Meraki's Outdoor Wireless Mesh Router - Part 2 - Software
Sunday, March 02 2008 @ 02:07 AM CST
Contributed by: MikeMcArthur
If you want to read about using a Meraki router "the way it is supposed to be used", I suggest this review by Joseph Moran. Meraki routers are probably very good at doing what they are "intended" to do -- but they are most definitely not general purpose devices -- at least not with the stock software and configuration.
Click the "Read More" link to find out why, and see some screenshots. Default Behavior
I started by plugging the Meraki router into my home network and turning it on. When I connected to the "meraki" SSID using my laptop, the Meraki router gave my laptop an IP address out of 10.0.0.0/8, with the Meraki router having an address of 10.128.128.128.
Next, I turned on a second Meraki router, and connected my laptop to it via the ethernet port. This time, it got another 10.0.0.0/8 address, with the router (router2 this time) having an address of 10.128.128.128.
I was able to reach hosts on the Internet or on my home network from my laptop. Traffic from my laptop to the rest of the world was NATed, and appeared to be NATed twice. I could not get to my laptop from my home network.
This might be a good way to provide Internet access to total strangers, but not for providing bidirectional connectivity on a private network.
An informal throughput test using the iperf bandwidth measurement utility determined the connection speed to be about 6.5Mbps. The test was conducted across a room with a laptop connecting via ethernet to the Meraki node, through the Meraki gateway, to a host on my home network.
This was only about 2 Mbps faster than a connection across a pair of WOET11 802.11b bridges at 200 yards -- not a significant increase in speed.
The extra NAT hops may have contributed to the poor performance, but much of the slowness may have been deliberate. The Meraki features bandwidth-limiting to keep one user from hogging all the available Internet bandwidth on a wireless mesh cloud.
Surely, there must be a way to configure this thing to turn off NAT and bandwidth-limiting.... right?
Here is a screen shot of the Meraki device home page. In this case, it is not connected to my home network and has not received an IP address via DHCP.

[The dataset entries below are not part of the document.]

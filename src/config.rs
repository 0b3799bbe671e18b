//! Configuration for the retrieval pipeline.
//!
//! This module provides a layered configuration system that supports:
//! - Default values
//! - TOML configuration file
//! - Environment variable overrides
//!
//! # Environment Variables
//!
//! Environment variables must be prefixed with `NG12_` and use double
//! underscores to separate nested levels:
//! - `NG12_CHUNKING__TARGET_CHARS=1500` sets `chunking.target_chars`
//! - `NG12_EMBEDDING__PROVIDER=hashed` sets `embedding.provider`
//! - `NG12_INDEX_PATH=/var/lib/ng12` sets `index_path`

use figment::{
    Figment,
    providers::{Env, Format, Serialized, Toml},
};
use serde::{Deserialize, Serialize};
use std::collections::HashMap;
use std::path::{Path, PathBuf};

use crate::chunk::ChunkingConfig;

/// Configuration file looked up in the working directory when no explicit
/// path is given.
pub const CONFIG_FILE: &str = "ng12-retrieval.toml";

#[derive(Debug, Deserialize, Serialize, Clone)]
pub struct Settings {
    /// Directory holding the persisted index artifact
    #[serde(default = "default_index_path")]
    pub index_path: PathBuf,

    /// Short label stamped into chunk ids and citations
    #[serde(default = "default_document_label")]
    pub document_label: String,

    /// Chunk assembly sizes
    #[serde(default)]
    pub chunking: ChunkingConfig,

    /// Embedding backend selection
    #[serde(default)]
    pub embedding: EmbeddingConfig,

    /// Logging configuration
    #[serde(default)]
    pub logging: LoggingConfig,
}

/// Which embedding backend to construct.
#[derive(Debug, Deserialize, Serialize, Clone, Copy, PartialEq, Eq)]
#[serde(rename_all = "lowercase")]
pub enum EmbeddingProviderKind {
    /// Local ONNX model via fastembed (downloads on first use).
    Fastembed,
    /// Deterministic hash-bucket vectors, no model required.
    Hashed,
}

#[derive(Debug, Deserialize, Serialize, Clone)]
pub struct EmbeddingConfig {
    /// Embedding backend
    #[serde(default = "default_provider_kind")]
    pub provider: EmbeddingProviderKind,

    /// Model name for the fastembed provider
    #[serde(default = "default_embedding_model")]
    pub model: String,

    /// Vector width for the hashed provider
    #[serde(default = "default_hashed_dimensions")]
    pub hashed_dimensions: usize,

    /// Model download cache directory; fastembed's default when unset
    #[serde(skip_serializing_if = "Option::is_none")]
    pub cache_dir: Option<PathBuf>,
}

#[derive(Debug, Deserialize, Serialize, Clone)]
pub struct LoggingConfig {
    /// Base level applied everywhere (`error`, `warn`, `info`, `debug`, `trace`)
    #[serde(default = "default_log_level")]
    pub default: String,

    /// Per-module level overrides (e.g. `outline = "debug"`)
    #[serde(default)]
    pub modules: HashMap<String, String>,
}

// Default value functions
fn default_index_path() -> PathBuf {
    PathBuf::from("data/index")
}
fn default_document_label() -> String {
    "ng12".to_string()
}
fn default_provider_kind() -> EmbeddingProviderKind {
    EmbeddingProviderKind::Fastembed
}
fn default_embedding_model() -> String {
    "AllMiniLML6V2".to_string()
}
fn default_hashed_dimensions() -> usize {
    256
}
fn default_log_level() -> String {
    "warn".to_string()
}

impl Default for Settings {
    fn default() -> Self {
        Self {
            index_path: default_index_path(),
            document_label: default_document_label(),
            chunking: ChunkingConfig::default(),
            embedding: EmbeddingConfig::default(),
            logging: LoggingConfig::default(),
        }
    }
}

impl Default for EmbeddingConfig {
    fn default() -> Self {
        Self {
            provider: default_provider_kind(),
            model: default_embedding_model(),
            hashed_dimensions: default_hashed_dimensions(),
            cache_dir: None,
        }
    }
}

impl Default for LoggingConfig {
    fn default() -> Self {
        Self {
            default: default_log_level(),
            modules: HashMap::new(),
        }
    }
}

impl Settings {
    /// Load configuration from all sources using the default file name.
    pub fn load() -> Result<Self, Box<figment::Error>> {
        Self::load_from(CONFIG_FILE)
    }

    /// Load configuration layering defaults, the given TOML file (if it
    /// exists), and `NG12_` environment variables.
    pub fn load_from(path: impl AsRef<Path>) -> Result<Self, Box<figment::Error>> {
        Figment::new()
            // Start with defaults
            .merge(Serialized::defaults(Settings::default()))
            // Layer in config file if it exists
            .merge(Toml::file(path.as_ref()))
            // Layer in environment variables with NG12_ prefix
            // Double underscore (__) separates nested levels
            .merge(Env::prefixed("NG12_").map(|key| {
                key.as_str()
                    .to_lowercase()
                    .replace("__", ".") // Double underscore becomes dot
                    .into()
            }))
            .extract()
            .map_err(Box::new)
    }

    /// Validate settings that cannot be expressed through types alone.
    pub fn check(&self) -> Result<(), String> {
        if self.chunking.target_chars == 0 {
            return Err("chunking.target_chars must be greater than zero".to_string());
        }
        if self.chunking.overlap_chars >= self.chunking.target_chars {
            return Err(format!(
                "chunking.overlap_chars ({}) must be smaller than chunking.target_chars ({})",
                self.chunking.overlap_chars, self.chunking.target_chars
            ));
        }
        if self.document_label.trim().is_empty() {
            return Err("document_label must not be empty".to_string());
        }
        Ok(())
    }

    /// Render the effective settings as TOML.
    pub fn to_toml(&self) -> Result<String, toml::ser::Error> {
        toml::to_string_pretty(self)
    }
}
//! Document segmentation: page texts to a hierarchical outline.
//!
//! The guideline numbers its structure with dotted identifiers (sections
//! "1.1", subsections "1.1.2", recommendations "1.1.1" / "1.1.2.3"). This
//! module classifies lines into that hierarchy, accumulates body text on
//! the deepest open node, detects referral urgency keywords, and reports
//! structural anomalies without failing.

pub mod node;
pub mod segmenter;
pub mod urgency;

pub use node::{OutlineLevel, OutlineNode, PageText};
pub use segmenter::{Outline, OutlineAnomaly, SegmentError, SegmentResult, Segmenter};
pub use urgency::UrgencyLevel;
//! Tracing setup shared by the binary entry points.
//!
//! Queries should stay quiet unless asked: the default filter is `warn`,
//! raised per module through `[logging.modules]` in the config file or
//! globally through `RUST_LOG`, which wins over anything configured.
//!
//! ```toml
//! [logging]
//! default = "warn"
//!
//! [logging.modules]
//! outline = "debug"   # show section detection while tuning a new extract
//! ```
//!
//! ```bash
//! RUST_LOG=debug ng12-retrieval ingest guideline.txt
//! RUST_LOG=outline=debug,index=trace ng12-retrieval query "haemoptysis"
//! ```

use std::sync::Once;

use tracing_subscriber::fmt::format::Writer;
use tracing_subscriber::layer::SubscriberExt;
use tracing_subscriber::util::SubscriberInitExt;
use tracing_subscriber::{EnvFilter, Layer};

use crate::config::LoggingConfig;

static INIT: Once = Once::new();

/// Wall-clock `HH:MM:SS.mmm`; the date and zone would only add noise to
/// interactive runs.
fn compact_time(w: &mut Writer<'_>) -> std::fmt::Result {
    write!(w, "{}", chrono::Local::now().format("%H:%M:%S%.3f"))
}

/// Install the global subscriber from the logging config.
///
/// Idempotent; only the first call in a process takes effect. `RUST_LOG`
/// replaces the configured levels entirely when set.
pub fn init_with_config(config: &LoggingConfig) {
    INIT.call_once(|| {
        let filter = match std::env::var(EnvFilter::DEFAULT_ENV) {
            Ok(directives) => EnvFilter::new(directives),
            Err(_) => EnvFilter::new(filter_directives(config)),
        };

        let timer: fn(&mut Writer<'_>) -> std::fmt::Result = compact_time;
        let fmt_layer = tracing_subscriber::fmt::layer()
            .with_timer(timer)
            .with_filter(filter);

        tracing_subscriber::registry().with(fmt_layer).init();
    });
}

/// Install the global subscriber with the default levels (`warn`).
pub fn init() {
    init_with_config(&LoggingConfig::default());
}

/// Flatten the config into an `EnvFilter` directive string: base level
/// first, then per-module overrides in name order so the result is stable
/// across runs.
fn filter_directives(config: &LoggingConfig) -> String {
    let mut overrides: Vec<_> = config.modules.iter().collect();
    overrides.sort();

    let mut directives = vec![config.default.clone()];
    directives.extend(
        overrides
            .into_iter()
            .map(|(module, level)| format!("{module}={level}")),
    );
    directives.join(",")
}

#[cfg(test)]
mod tests {
    use super::*;
    use std::collections::HashMap;

    #[test]
    fn test_directives_from_default_config() {
        assert_eq!(filter_directives(&LoggingConfig::default()), "warn");
    }

    #[test]
    fn test_module_overrides_sorted_after_base_level() {
        let config = LoggingConfig {
            default: "info".to_string(),
            modules: HashMap::from([
                ("outline".to_string(), "debug".to_string()),
                ("index".to_string(), "trace".to_string()),
            ]),
        };
        assert_eq!(filter_directives(&config), "info,index=trace,outline=debug");
    }
}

There isn't much on that home page. Maybe if I click the link entitled "Advanced Configuration..."
That is the "Advanced Configuration" page in all its glory. Not much here, either. Just a signal strength monitor, links to test the speed of connections to other nodes, and a link to the "Static IP Configuration page"
And this is the "Static IP Configuration" page, for those who don't have DHCP on their network. There is a non-supported option on here for using a non-Meraki wireless network as the uplink for the Meraki.
That is all there is to Meraki configuration screens. Anything else, no matter how trivial, is done over the Internet on Meraki's "Dashboard" web site. Even changing the wireless SSID on the router requires registering the router with your Meraki dashboard account and configuring it from the central web site.
To Meraki's credit, one can SSH into the router using "meraki" as the username, and the serial number of the device as the password. This gets you a BusyBox command-line with root-level access to the router.
This is excellent. The Meraki is running a Linux variant that looks like a highly customized version of OpenWRT.
The bad news is that I was not able to find a whole lot of information on how to de-Meraki-ize these things -- or on how to make those changes survive a reboot.
Third Party Software
Loading OpenWRT or DD-WRT onto this box would likely fix all the problems I had with it, and finally make it into an excellent general-purpose wireless outdoor embedded Linux device. And I was pleased to find out that both OpenWRT and DD-WRT have builds available for the Meraki. And Meraki even has a build of OpenWRT available for download on their website.
The bad news is that I was not able to get any of these builds (as of February 2008) to work with the devices I had.
In fact, following these instructions on the DD-WRT site caused me to "brick" one of my routers. Before you try to do an "fis init" and erase the flash on your router, make sure that your code will load and run using the "risk free test" mentioned on the OpenWRT Meraki Mini wiki page.
Bricking a Meraki is a pain to recover from. After I bricked mine, I found out that:
At this point, I realized that I was not going to get the Meraki routers to do what I needed them to do in the time that I had to work with them. I sent them back to Meraki, and went with Plan B.
Plan B involved two LinkSys WRT54GLs running DD-WRT in wireless bridge mode - and some redneck weatherproofing with large Ziplock bags and lots of duct tape. It worked beautifully.
At this time (early 2008), I cannot recommend using the Meraki Outdoor router for anything other than connecting to a Meraki Mesh network. If you try to use it for anything else, you will be disappointed - especially if you want it to work "out of the box" without having to install third-party software.
That said, I think that it is just a matter of time before somebody, somewhere "cracks the code" and publishes a reliable way to turn the Meraki Outdoor router into a usable general-purpose wireless router. Hopefully it will be soon, because I have other projects that could use something like it.